While it is true that as in the United States, boys' comics outsell girls' comics in Japan, comics aimed at girls (or shojo manga) represent up to 30% of the huge Japanese market for comics that dwarfs comic publishing efforts here in the States. Shojo manga (and anime) is truly big business in Japan. Shojo titles embrace a wide variety of genres including fantasy, historical romance, adventure, contemporary romance, suspense, humor, science fiction, and even horror, all unified by one key element -- the central 'viewpoint' character is female. Gone are the days when shojo manga could be identified by stylistic characteristics alone -- large round eyes, each with its own galaxy of stars, affixed to slender, elongated figures as wispy as the lines that created them -- though those flourishes remain in many titles. Shojo manga today embraces many genres and yet gains a kind of unity based on a narrative concentration on relationships and psychological characterization. Shojo manga titles also spawned numerous anime versions, which have greatly enhanced the appeal of the genre both in Japan and abroad where anime titles like Sailor Moon have been the standard bearers for the entire shojo genre.
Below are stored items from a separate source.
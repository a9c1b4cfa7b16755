//! Per-pixel list renderer.
//!
//! Frame order: clear cursors → prepass (nearest hit, position/normal/depth)
//! → list build (atomic append into fixed-capacity per-pixel buckets) →
//! resolve (blended distance field over each pixel's list). Each pass boundary
//! is an explicit step in the [`FramePlan`].
//!
//! The host-side pieces (layout, the list model, occupancy estimate, frame
//! plan) need no GPU and are tested on their own.

mod config;
mod cpu;
mod error;
mod layout;
mod list;
mod occupancy;
mod plan;
mod resources;
mod uniforms;

pub use config::{PipelineConfig, Tunables, ViewMode, SHADER_DIR_ENV};
pub use cpu::{Append, PixelLists};
pub use error::PipelineError;
pub use layout::{ListEntry, ListLayout, ENTRY_SIZE};
pub use list::{
    program_specs, ListPipeline, LIST_PROGRAM, SPHERE_INSTANCE_LAYOUT, SPHERE_PROGRAM,
    SURFACE_PROGRAM,
};
pub use occupancy::{estimate, Occupancy};
pub use plan::{Barrier, FramePlan, ProgramState, ProgramStates, ReloadPolicy, Skip, Step};
pub use resources::{ScreenResources, DEPTH_FORMAT, FAR_DEPTH, NORMAL_FORMAT, POSITION_FORMAT};
pub use uniforms::{FrameInputs, FrameUniforms};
Like so many categories of anime and manga, modern, shojo manga can trace its roots to Osamu Tezuka, who began serializing Ribon no Kishi (Princess Knight) in Shojo Club magazine in 1953. Though the first generation of shojo creators were overwhelmingly male, female creators quickly took over to such an extent that by the1980s male creators would typically adopt a female pseudonym when working on shojo projects, a practice that continues to some degree to this day, though not all artists do it. Kia Asamiya, for example, published Corrector Yui under his own name. Still most of the top contemporary shojo creators are female including Naoka Takeuchi (Sailor Moon), Yu Watase (Fushigi Yugi, Ceres), Clamp (Magic Knight Rayearth), Mejumi Tachikawa (Saint Tail), to name just a few. While female creators have not reached the prominence in anime that they have in manga, it is the faithful anime adaptations of Sailor Moon, Ceres, Saint Tail and other shojo titles that brought these works to the attention of fans from around the world.
Shojo manga magazines sell over a million copies a month in Japan, but many American retailers don't realize that shojo manga is the fastest growing segment of the translated manga market here in the U.S. Viz's shojo anthology Animerica Extra has been growing in circulation each month for over a year. With Animerica Extra and Tokyopop's Smile, the American market is graced with two Japanese-style comic anthology magazines devoted to shojo manga. Thus the segment of the U.S. market that most closely approximates the way manga is done in Japan is shojo manga, and perhaps that is why it is growing so quickly. Aided by the exposure of many different types of manga in the anthology magazines, the number of shojo subgenres available in the States is about to explode as Tokyopop (see 'Tokyopop Plans Major..') introduces Planet Ladder, a shojo science fiction title, Paradise Kiss, an example of a more 'mature' and sexy shojo title aimed at older teens and young women, and Mars, not a science fiction comic at all, rather an example of the large group of shojo titles that closely examine relationships among high school kids.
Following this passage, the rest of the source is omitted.